Finding a quadrature rule for symmetric integral

numerical methodsquadrature

I have to find a quadrature rule that approximates the integral of $f(x)$ such that
$$\int_{-h}^{h} f(x) = w_1f(x_1) + w_2f(x_2) + w_3f(x_3) + E$$ where the weights $w_i$ and points $x_i$ are to be found. I also have the extra condition:
$$\int_{-h}^{h} f(x) = \int_{-h}^{h} f(-x)$$
I'm not sure how this extra condition factors into finding the required constants; usually I would set $f(x)$ to be a linear function, then quadratic, then cubic etc. up until the last order of polynomial that we know it will be exact to. I don't know how accurate it has to be, but I'm assuming this particular rule will be exact up to cubics as it resembles Simpson's rule, so since I have six constants to find, the symmetric condition will need to provide 2 more (I estimate).

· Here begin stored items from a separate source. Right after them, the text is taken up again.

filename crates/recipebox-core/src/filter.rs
use crate::recipe::Recipe;

/// Case-insensitive substring match on the name or any ingredient.
/// An empty query matches everything.
pub fn matches(recipe: &Recipe, query: &str) -> bool {
    if query.is_empty() {
        return true;
    }
    let needle = query.to_lowercase();
    recipe.name.to_lowercase().contains(&needle)
        || recipe
            .ingredients
            .iter()
            .any(|ingredient| ingredient.to_lowercase().contains(&needle))
}

pub fn filter_recipes<'a>(recipes: &'a [Recipe], query: &str) -> Vec<&'a Recipe> {
    recipes.iter().filter(|r| matches(r, query)).collect()
}

#[cfg(test)]
mod tests {
    use super::*;
    use crate::recipe::RecipeId;

    fn recipe(id: i64, name: &str, ingredients: &[&str]) -> Recipe {
        Recipe {
            id: RecipeId::Int(id),
            name: name.into(),
            ingredients: ingredients.iter().map(|s| s.to_string()).collect(),
            steps: vec![],
            image: String::new(),
        }
    }

    #[test]
    fn tea_query_hits_name_and_ingredient() {
        let recipes = vec![
            recipe(1, "Tea", &["water"]),
            recipe(2, "Iced Drink", &["ice", "tea leaves"]),
            recipe(3, "Omelette", &["egg", "butter"]),
        ];
        let hits = filter_recipes(&recipes, "tea");
        let ids: Vec<_> = hits.iter().map(|r| r.id.clone()).collect();
        assert_eq!(ids, vec![RecipeId::Int(1), RecipeId::Int(2)]);
        assert_eq!(recipes.len(), 3);
    }

    #[test]
    fn match_is_case_insensitive() {
        let r = recipe(1, "GREEN curry", &["Coconut Milk"]);
        assert!(matches(&r, "green"));
        assert!(matches(&r, "coconut"));
        assert!(matches(&r, "MILK"));
        assert!(!matches(&r, "rice"));
    }

    #[test]
    fn empty_query_matches_all() {
        let recipes = vec![recipe(1, "a", &[]), recipe(2, "b", &[])];
        assert_eq!(filter_recipes(&recipes, "").len(), 2);
    }

    #[test]
    fn steps_are_not_searched() {
        let mut r = recipe(1, "Toast", &["bread"]);
        r.steps = vec!["grill".into()];
        assert!(!matches(&r, "grill"));
    }
}
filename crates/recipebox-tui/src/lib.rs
pub mod app;
pub mod components;
pub mod config;
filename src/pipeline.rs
// SPDX-License-Identifier: Apache-2.0
// Copyright (c) 2025 Au-Zone Technologies. All Rights Reserved.

//! Capture pipeline bring-up, streaming and teardown.
//!
//! [`Pipeline`] owns every hardware handle of one camera: the completion
//! channel, the frame buffer pool, the control bus, the sensor, the capture
//! controller and the image processor. Bring-up acquires them in that order
//! and any failure releases everything acquired so far in reverse order, so
//! a failed [`Pipeline::init`] leaves nothing behind.
//!
//! ```text
//! Uninit --init--> Initializing --ok--> Ready --start--> Streaming
//!    ^                  |                 |                 |
//!    |               failure              |               stop
//!    |                  v                 v                 v
//!    +-------------- (rollback) <----- deinit <--------- Stopped --start--> Streaming
//! ```
//!
//! # Example
//!
//! ```no_run
//! use edgefirst_capture::{
//!     config::CaptureConfig,
//!     pipeline::Pipeline,
//!     sensor::SensorRegistry,
//!     virtual_platform::VirtualPlatform,
//! };
//! use std::time::Duration;
//!
//! # fn main() -> Result<(), Box<dyn std::error::Error>> {
//! let config = CaptureConfig::default();
//! let platform = VirtualPlatform::new();
//! let registry = SensorRegistry::new().with(platform.sensor("SC2336", 0x30));
//!
//! let mut pipeline = Pipeline::new(config, platform, registry);
//! pipeline.init(None)?;
//! pipeline.start()?;
//! let frame = pipeline.recv_frame(Duration::from_millis(100))?;
//! println!("{}", frame);
//! pipeline.release(frame);
//! pipeline.stop()?;
//! pipeline.deinit();
//! # Ok(())
//! # }
//! ```

use crate::{
    adapter::{CaptureAdapter, PipelineStats},
    buffer::{BufferPool, Frame},
    channel::{CompletionChannel, FrameReceiver},
    config::{CaptureConfig, MirrorSetting},
    error::{CaptureError, Result},
    hal::{
        CaptureController, ControlBus, ImageProcessor, Platform, SensorDevice, SensorFormat,
        SharedBus,
    },
    sensor::{discover, negotiate_format, SensorRegistry},
};
use std::{
    fmt,
    sync::{Arc, Mutex, MutexGuard, PoisonError},
    time::Duration,
};
use tracing::{debug, error, info, warn};

/// Lifecycle state of a [`Pipeline`].
#[derive(Clone, Copy, Debug, PartialEq, Eq)]
pub enum PipelineState {
    Uninit,
    Initializing,
    Ready,
    Streaming,
    Stopped,
}

impl fmt::Display for PipelineState {
    fn fmt(&self, f: &mut fmt::Formatter) -> fmt::Result {
        fmt::Debug::fmt(self, f)
    }
}

fn lock_bus(bus: &SharedBus) -> MutexGuard<'_, Box<dyn ControlBus>> {
    bus.lock().unwrap_or_else(PoisonError::into_inner)
}

/// Logs a failed bring-up stage and passes the error through.
fn stage_failed(stage: &'static str) -> impl FnOnce(CaptureError) -> CaptureError {
    move |err| {
        error!("Failed to {}: {}", stage, err);
        err
    }
}

struct BusSlot {
    bus: SharedBus,
    /// Created by the pipeline, as opposed to supplied by the caller.
    owned: bool,
}
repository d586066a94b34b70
// SPDX-License-Identifier: Apache-2.0
// Copyright (c) 2025 Au-Zone Technologies. All Rights Reserved.

//! Error types for the frame acquisition pipeline.

use thiserror::Error;

/// Result type alias using [`CaptureError`].
pub type Result<T> = std::result::Result<T, CaptureError>;

/// Errors reported by the capture pipeline and its hardware collaborators.
#[derive(Error, Debug, Clone, PartialEq, Eq)]
pub enum CaptureError {
    /// The operation is not valid for the current lifecycle state.
    #[error("invalid state: {0}")]
    InvalidState(String),

    /// A parameter was rejected, or a sensor was found on the wrong
    /// physical interface.
    #[error("invalid argument: {0}")]
    InvalidArgument(String),

    /// Frame memory or queue allocation failed.
    #[error("out of memory: {0}")]
    NoMemory(String),

    /// No compatible sensor answered on the control bus.
    #[error("not found: {0}")]
    NotFound(String),

    /// The sensor does not advertise the requested format.
    #[error("not supported: {0}")]
    NotSupported(String),

    /// No completed frame arrived before the caller's deadline.
    #[error("timed out waiting for a frame")]
    Timeout,

    /// A bus, controller, processor or cache operation failed.
    #[error("I/O error: {0}")]
    IoError(String),
}

impl CaptureError {
    pub fn is_timeout(&self) -> bool {
        matches!(self, CaptureError::Timeout)
    }
}

impl From<std::io::Error> for CaptureError {
    fn from(err: std::io::Error) -> Self {
        CaptureError::IoError(err.to_string())
    }
}
// SPDX-License-Identifier: Apache-2.0
// Copyright (c) 2025 Au-Zone Technologies. All Rights Reserved.

//! # EdgeFirst Camera Frame Acquisition
//!
//! This library brings up a camera capture pipeline, streams frames from the
//! capture hardware through a fixed pool of DMA-capable buffers and hands
//! completed frames to consumers without ever blocking the hardware's
//! completion path.
//!
//! ## Features
//!
//! - **Buffer Pool**: A fixed set of frame buffers allocated once at
//!   bring-up, each with a lock-free ownership state shared between the
//!   completion path and consumer threads.
//! - **Completion Channel**: A bounded FIFO carrying completed buffers from
//!   the capture controller to consumers, with timeouts on the consumer side.
//! - **All-or-nothing Bring-up**: Sensor discovery, format negotiation,
//!   capture controller and image processor setup, rolled back in reverse
//!   order on any failure.
//! - **Virtual Platform**: A software implementation of every hardware
//!   collaborator for host testing, with fault injection and a handle ledger.
//!
//! ## Example
//!
//! ```no_run
//! use edgefirst_capture::{
//!     config::CaptureConfig, pipeline::Pipeline, sensor::SensorRegistry,
//!     virtual_platform::VirtualPlatform,
//! };
//! use std::time::Duration;
//!
//! # fn main() -> Result<(), Box<dyn std::error::Error>> {
//! let platform = VirtualPlatform::with_frame_interval(Duration::from_millis(20));
//! let registry = SensorRegistry::new().with(platform.sensor("SC2336", 0x30));
//!
//! let mut pipeline = Pipeline::new(CaptureConfig::default(), platform, registry);
//! pipeline.init(None)?;
//! pipeline.start()?;
//!
//! let frames = pipeline.frames()?;
//! let frame = frames.recv(Duration::from_secs(1))?;
//! println!("{} bytes", frame.received_len());
//! drop(frame);
//!
//! pipeline.stop()?;
//! pipeline.deinit();
//! # Ok(())
//! # }
//! ```
//!
//! ## Safety
//!
//! Frame memory is shared with the capture hardware through raw addresses.
//! The `unsafe` code is confined to [`memory`] and to [`buffer::Frame`]
//! borrowing the bytes of a buffer it exclusively holds.

pub mod adapter;
pub mod buffer;
pub mod channel;
pub mod config;
pub mod error;
pub mod hal;
pub mod memory;
pub mod pipeline;
pub mod sensor;
pub mod virtual_platform;

pub use adapter::PipelineStats;
pub use buffer::{BufferPool, BufferRef, BufferState, Claim, Frame};
pub use channel::FrameReceiver;
pub use config::CaptureConfig;
pub use error::{CaptureError, Result};
pub use pipeline::{Pipeline, PipelineState};
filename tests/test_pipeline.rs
// SPDX-License-Identifier: Apache-2.0
// Copyright (c) 2025 Au-Zone Technologies. All Rights Reserved.

use edgefirst_capture::{
    config::{CaptureConfig, FramePreset, MirrorSetting},
    hal::{DmaAddr, SensorInterface},
    pipeline::{Pipeline, PipelineState},
    sensor::SensorRegistry,
    virtual_platform::{
        FaultPoint, HwEvent, Ledger, LiveHandles, VirtualHardware, VirtualPlatform,
    },
    BufferState, CaptureError,
};
use serial_test::serial;
use std::{
    error::Error,
    sync::{
        atomic::{AtomicBool, AtomicUsize, Ordering},
        Arc, Mutex,
    },
    thread,
    time::Duration,
};

const SENSOR: &str = "SC2336";
const ADDRESS: u16 = 0x30;
const FRAME_LEN: usize = 800 * 640 * 2;
const SHORT: Duration = Duration::from_millis(20);

struct Rig {
    pipeline: Pipeline<VirtualPlatform>,
    platform: VirtualPlatform,
    ledger: Ledger,
    hw: VirtualHardware,
}

fn rig_with(config: CaptureConfig, platform: VirtualPlatform) -> Rig {
    let registry = SensorRegistry::new().with(platform.sensor(SENSOR, ADDRESS));
    let ledger = platform.ledger();
    let hw = platform.hardware();
    Rig {
        pipeline: Pipeline::new(config, platform.clone(), registry),
        platform,
        ledger,
        hw,
    }
}

fn rig(buffers: usize) -> Rig {
    let config = CaptureConfig {
        buffer_count: buffers,
        ..CaptureConfig::default()
    };
    rig_with(config, VirtualPlatform::new())
}

/// Asserts the pipeline holds nothing and the platform has no live handles.
fn assert_torn_down(rig: &Rig) {
    assert_eq!(rig.pipeline.state(), PipelineState::Uninit);
    assert_eq!(rig.pipeline.buffer_count(), 0);
    assert!(rig.pipeline.pool().is_none());
    assert!(rig.pipeline.sensor_name().is_none());
    assert_eq!(rig.ledger.live(), LiveHandles::default());
}
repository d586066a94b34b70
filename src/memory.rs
// SPDX-License-Identifier: Apache-2.0
// Copyright (c) 2025 Au-Zone Technologies. All Rights Reserved.

//! DMA-capable frame storage.
//!
//! A [`FrameMemory`] is a fixed-capacity region the capture hardware writes
//! into. It is either cache-line aligned heap memory or a buffer from the
//! CMA DMA heap mapped into the process. The CPU view must be flushed with
//! [`FrameMemory::sync_for_device`] before the hardware first writes to it.

use crate::{
    config::MemoryKind,
    error::{CaptureError, Result},
    hal::DmaAddr,
};
use dma_buf::{DmaBuf, MappedDmaBuf};
use dma_heap::{Heap, HeapKind};
use std::{
    alloc::{alloc_zeroed, dealloc, Layout},
    fmt,
    ptr::NonNull,
    sync::{
        atomic::{fence, Ordering},
        Mutex,
    },
};
use tracing::debug;

/// Alignment of heap frame buffers, one L2 cache line.
pub const CACHE_LINE: usize = 128;

/// Frame storage handed to the capture hardware.
pub enum FrameMemory {
    Heap(HeapRegion),
    Cma(CmaRegion),
}

// SAFETY: the regions are plain memory owned by this value. Concurrent
// access to the contents is arbitrated by the buffer pool's ownership
// states, never through shared mutable references.
unsafe impl Send for FrameMemory {}
unsafe impl Sync for FrameMemory {}

impl FrameMemory {
    /// Allocates `len` bytes of frame memory of the requested kind.
    ///
    /// # Errors
    ///
    /// Returns [`CaptureError::InvalidArgument`] for a zero length and
    /// [`CaptureError::NoMemory`] when the allocator cannot satisfy the
    /// request.
    pub fn allocate(len: usize, kind: MemoryKind) -> Result<Self> {
        if len == 0 {
            return Err(CaptureError::InvalidArgument(
                "frame buffer length must be non-zero".to_string(),
            ));
        }
        match kind {
            MemoryKind::Heap => HeapRegion::new(len).map(FrameMemory::Heap),
            MemoryKind::Cma => CmaRegion::new(len).map(FrameMemory::Cma),
        }
    }

    pub fn as_ptr(&self) -> *mut u8 {
        match self {
            FrameMemory::Heap(region) => region.ptr.as_ptr(),
            FrameMemory::Cma(region) => region.ptr.as_ptr(),
        }
    }

    /// Address the hardware reports back on completion.
    pub fn addr(&self) -> DmaAddr {
        DmaAddr(self.as_ptr() as usize)
    }

    pub fn len(&self) -> usize {
        match self {
            FrameMemory::Heap(region) => region.len,
            FrameMemory::Cma(region) => region.len,
        }
    }

    pub fn is_empty(&self) -> bool {
        self.len() == 0
    }

    pub fn kind(&self) -> MemoryKind {
        match self {
            FrameMemory::Heap(_) => MemoryKind::Heap,
            FrameMemory::Cma(_) => MemoryKind::Cma,
        }
    }

    /// Writes back the CPU caches so the device sees the current contents.
    pub fn sync_for_device(&self) -> Result<()> {
        match self {
            FrameMemory::Heap(_) => {
                fence(Ordering::SeqCst);
                Ok(())
            }
            FrameMemory::Cma(region) => region.sync_for_device(),
        }
    }

    /// Invalidates the CPU view after the device wrote a frame.
    pub fn sync_for_cpu(&self) -> Result<()> {
        match self {
            FrameMemory::Heap(_) => {
                fence(Ordering::SeqCst);
                Ok(())
            }
            FrameMemory::Cma(region) => region.sync_for_cpu(),
        }
    }

    /// Borrows the first `len` bytes of the region.
    ///
    /// # Safety
    ///
    /// The caller must hold exclusive ownership of the buffer so that no
    /// device or other thread writes to it while the slice is alive.
    pub(crate) unsafe fn slice(&self, len: usize) -> &[u8] {
        std::slice::from_raw_parts(self.as_ptr(), len.min(self.len()))
    }
}

impl fmt::Debug for FrameMemory {
    fn fmt(&self, f: &mut fmt::Formatter) -> fmt::Result {
        f.debug_struct("FrameMemory")
            .field("kind", &self.kind())
            .field("addr", &self.addr())
            .field("len", &self.len())
            .finish()
    }
}

/// Cache-line aligned, zero-initialised heap memory.
pub struct HeapRegion {
    ptr: NonNull<u8>,
    len: usize,
    layout: Layout,
}

impl HeapRegion {
    fn new(len: usize) -> Result<Self> {
        let layout = Layout::from_size_align(len, CACHE_LINE)
            .map_err(|e| CaptureError::NoMemory(format!("invalid frame layout: {e}")))?;
        let ptr = unsafe { alloc_zeroed(layout) };
        let ptr = NonNull::new(ptr).ok_or_else(|| {
            CaptureError::NoMemory(format!("failed to allocate {len} byte frame buffer"))
        })?;
        Ok(Self { ptr, len, layout })
    }
}

impl Drop for HeapRegion {
    fn drop(&mut self) {
        unsafe { dealloc(self.ptr.as_ptr(), self.layout) };
    }
}

/// CMA DMA heap buffer mapped read/write into the process.
///
/// Cache maintenance goes through the dma-buf mapping, which brackets each
/// access with the begin and end sync calls.
pub struct CmaRegion {
    mapped: Mutex<MappedDmaBuf>,
    ptr: NonNull<u8>,
    len: usize,
}

impl CmaRegion {
    fn new(len: usize) -> Result<Self> {
        let heap = Heap::new(HeapKind::Cma)
            .map_err(|e| CaptureError::NoMemory(format!("failed to open CMA heap: {e}")))?;
        let fd = heap.allocate(len).map_err(|e| {
            CaptureError::NoMemory(format!("failed to allocate {len} bytes of CMA memory: {e}"))
        })?;
        debug!("CMA frame buffer alloc'd fd:{:?} len:{}", fd, len);
        let mapped = DmaBuf::from(fd)
            .memory_map()
            .map_err(|e| CaptureError::NoMemory(format!("failed to map CMA buffer: {e}")))?;
        let addr = mapped
            .read(|data: &[u8], _: Option<()>| Ok(data.as_ptr() as usize), None)
            .map_err(|e| CaptureError::IoError(format!("CMA buffer sync failed: {e}")))?;
        let ptr = NonNull::new(addr as *mut u8)
            .ok_or_else(|| CaptureError::NoMemory("CMA buffer mapped at null".to_string()))?;
        Ok(Self {
            mapped: Mutex::new(mapped),
            ptr,
            len,
        })
    }

    fn mapped(&self) -> Result<std::sync::MutexGuard<'_, MappedDmaBuf>> {
        self.mapped
            .lock()
            .map_err(|_| CaptureError::IoError("CMA mapping lock poisoned".to_string()))
    }

    fn sync_for_device(&self) -> Result<()> {
        self.mapped()?
            .write(|_: &mut [u8], _: Option<()>| Ok(()), None)
            .map_err(|e| CaptureError::IoError(format!("CMA buffer sync failed: {e}")))
    }

    fn sync_for_cpu(&self) -> Result<()> {
        self.mapped()?
            .read(|_: &[u8], _: Option<()>| Ok(()), None)
            .map_err(|e| CaptureError::IoError(format!("CMA buffer sync failed: {e}")))
    }
}
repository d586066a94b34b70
// SPDX-License-Identifier: Apache-2.0
// Copyright (c) 2025 Au-Zone Technologies. All Rights Reserved.

//! Capture controller adapter.
//!
//! Implements [`CaptureEvents`] on top of the buffer pool and the
//! completion channel. Both hooks run on the controller's completion path:
//! they only touch atomics and the non-blocking channel producer, and report
//! anomalies through counters instead of logging or failing.

use crate::{
    buffer::BufferPool,
    channel::CompletionSender,
    hal::{CaptureEvents, DmaTarget, Transaction},
};
use std::sync::{
    atomic::{AtomicU64, Ordering},
    Arc,
};

/// Counters describing what the completion path has seen.
#[derive(Clone, Copy, Debug, Default, PartialEq, Eq)]
pub struct PipelineStats {
    /// Frames queued for consumers.
    pub completed: u64,
    /// Buffer requests that found the pool exhausted.
    pub starved_requests: u64,
    /// Completions with no target or an address outside the pool.
    pub unresolved_completions: u64,
    /// Completions dropped because the channel was full or closed.
    pub channel_overflows: u64,
}

#[derive(Default)]
struct Counters {
    completed: AtomicU64,
    starved: AtomicU64,
    unresolved: AtomicU64,
    overflows: AtomicU64,
}

/// Bridges controller events to the pool and the completion channel.
pub struct CaptureAdapter {
    pool: Arc<BufferPool>,
    completions: CompletionSender,
    counters: Counters,
}

impl CaptureAdapter {
    pub fn new(pool: Arc<BufferPool>, completions: CompletionSender) -> Self {
        Self {
            pool,
            completions,
            counters: Counters::default(),
        }
    }

    pub fn stats(&self) -> PipelineStats {
        PipelineStats {
            completed: self.counters.completed.load(Ordering::Relaxed),
            starved_requests: self.counters.starved.load(Ordering::Relaxed),
            unresolved_completions: self.counters.unresolved.load(Ordering::Relaxed),
            channel_overflows: self.counters.overflows.load(Ordering::Relaxed),
        }
    }
}

impl CaptureEvents for CaptureAdapter {
    fn on_request_buffer(&self) -> Option<DmaTarget> {
        let Some(buf) = self.pool.acquire_free() else {
            self.counters.starved.fetch_add(1, Ordering::Relaxed);
            return None;
        };
        self.pool.target(buf)
    }

    fn on_transaction_finished(&self, trans: &Transaction) {
        let Some(buf) = trans.buffer.and_then(|addr| self.pool.resolve(addr)) else {
            self.counters.unresolved.fetch_add(1, Ordering::Relaxed);
            return;
        };
        if !self.pool.complete(buf, trans.received_size) {
            // Known address but not in flight: a stale or duplicate report.
            self.counters.unresolved.fetch_add(1, Ordering::Relaxed);
            return;
        }
        if self.completions.try_push(buf) {
            self.counters.completed.fetch_add(1, Ordering::Relaxed);
        } else {
            self.pool.release(buf);
            self.counters.overflows.fetch_add(1, Ordering::Relaxed);
        }
    }
}
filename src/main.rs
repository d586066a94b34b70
// SPDX-License-Identifier: Apache-2.0
// Copyright (c) 2025 Au-Zone Technologies. All Rights Reserved.

use clap::Parser;
use edgefirst_capture::{
    pipeline::Pipeline, sensor::SensorRegistry, virtual_platform::VirtualPlatform, CaptureError,
    FrameReceiver,
};
use std::{
    error::Error,
    sync::{
        atomic::{AtomicBool, Ordering},
        Arc,
    },
    time::{Duration, Instant},
};
use tokio::signal;
use tracing::{error, info, level_filters::LevelFilter, warn};
use tracing_subscriber::{layer::SubscriberExt, Layer, Registry};

mod args;

use args::Args;

fn init_tracing(args: &Args) -> Result<(), Box<dyn Error>> {
    let level = if args.verbose {
        LevelFilter::DEBUG
    } else {
        LevelFilter::INFO
    };

    let stdout_log = tracing_subscriber::fmt::layer()
        .pretty()
        .with_filter(level);

    let journald = if args.journald {
        match tracing_journald::layer() {
            Ok(layer) => Some(layer.with_filter(level)),
            Err(e) => {
                eprintln!("journald unavailable: {e}");
                None
            }
        }
    } else {
        None
    };

    let tracy = if args.tracy {
        tracy_client::Client::start();
        Some(tracing_tracy::TracyLayer::default().with_filter(level))
    } else {
        None
    };

    let console = if args.tokio_console {
        Some(console_subscriber::spawn())
    } else {
        None
    };

    let subscriber = Registry::default()
        .with(stdout_log)
        .with(journald)
        .with(tracy)
        .with(console);
    tracing::subscriber::set_global_default(subscriber)?;
    tracing_log::LogTracer::init()?;

    Ok(())
}

fn update_fps(prev: &mut Instant, history: &mut [i64], index: &mut usize) -> i64 {
    let now = Instant::now();

    let elapsed = now.duration_since(*prev);
    *prev = now;

    history[*index] = 1e9 as i64 / elapsed.as_nanos().max(1) as i64;
    *index = (*index + 1) % history.len();

    (history.iter().sum::<i64>() as f64 / history.len() as f64).round() as i64
}

/// Receives frames until `limit` is reached or `running` is cleared.
fn consume(
    frames: FrameReceiver,
    limit: Option<u64>,
    timeout: Duration,
    verbose: bool,
    running: &AtomicBool,
) -> Result<u64, CaptureError> {
    let mut prev = Instant::now();
    let mut history = vec![0; 30];
    let mut index = 0;
    let mut received = 0;

    while running.load(Ordering::Acquire) && limit.map_or(true, |limit| received < limit) {
        let now = Instant::now();
        let frame = match frames.recv(timeout) {
            Ok(frame) => frame,
            Err(CaptureError::Timeout) => {
                warn!("no frame within {:?}", timeout);
                continue;
            }
            Err(e) => return Err(e),
        };
        let capture_time = now.elapsed();
        let fps = update_fps(&mut prev, &mut history, &mut index);
        received += 1;

        if verbose {
            info!("{} capture: {:?} fps: {}", frame, capture_time, fps);
        }
    }

    Ok(received)
}

#[tokio::main]
async fn main() -> Result<(), Box<dyn Error>> {
    let args = Args::parse();
    init_tracing(&args)?;

    let config = args.capture_config()?;
    let fps = args.fps.unwrap_or(config.preset.fps()).max(1);
    let platform = VirtualPlatform::with_frame_interval(Duration::from_secs(1) / fps);
    let registry = SensorRegistry::new().with(platform.sensor(&args.sensor, args.sensor_address));

    info!(
        "EdgeFirst capture: {} with {} buffers",
        config.format_name(),
        config.buffer_count
    );

    let mut pipeline = Pipeline::new(config, platform, registry);
    pipeline.init(None)?;
    if let Err(e) = pipeline.start() {
        pipeline.deinit();
        return Err(e.into());
    }

    let frames = pipeline.frames()?;
    let running = Arc::new(AtomicBool::new(true));
    let mut consumer = tokio::task::spawn_blocking({
        let running = running.clone();
        let limit = args.frames;
        let timeout = Duration::from_millis(args.timeout);
        let verbose = args.verbose;
        move || consume(frames, limit, timeout, verbose, &running)
    });

    let received = tokio::select! {
        res = &mut consumer => res?,
        _ = signal::ctrl_c() => {
            info!("interrupted, stopping capture");
            running.store(false, Ordering::Release);
            consumer.await?
        }
    };

    let stopped = pipeline.stop();
    let stats = pipeline.stats();
    pipeline.deinit();

    info!(
        "completed: {} starved: {} unresolved: {} overflows: {}",
        stats.completed, stats.starved_requests, stats.unresolved_completions, stats.channel_overflows
    );

    if let Err(e) = &stopped {
        error!("failed to stop capture: {}", e);
    }
    stopped?;
    let received = received?;
    info!("received {} frames", received);

    Ok(())
}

However, running through my usual method of setting $f(x) = 1$, I would get $2h = w_1 + w_2 + w_3$ as expected. However, since $f$ is constant, I derive the exact same condition. Setting $f(x) = x$ then gives me $0 = w_1x_1 + w_2x_2 + w_2x_2$, and again the extra condition won't help since $\int_{-h}^{h} -x = 0$ aswell. This pattern seems to continue as I use higher order polynomials, so I think that I must be using this symmetric condition wrong. Any help with where to go from here would be very much appreciated.

Best Answer

probably what is meant by the symmetry condition is this (though the phrasing is not completely clear):

Exact integrals always have the symmetry $\int f(x) = \int f(-x)$, so it would be nice if your quadrature-rule had this symmetry too. I.e. $$w_1f(x_1) + w_2f(x_2) + w_3f(x_3) \stackrel{!}{=} w_1f(-x_1) + w_2f(-x_2) + w_3f(-x_3)$$ for all functions $f$ (not only for low-order polynomials). You should convince yourself that the only way to achieve this symmetry is to choose $x_2=0$ and $x_1=-x_3$. This should simplify the rest of your calculations a bit as well.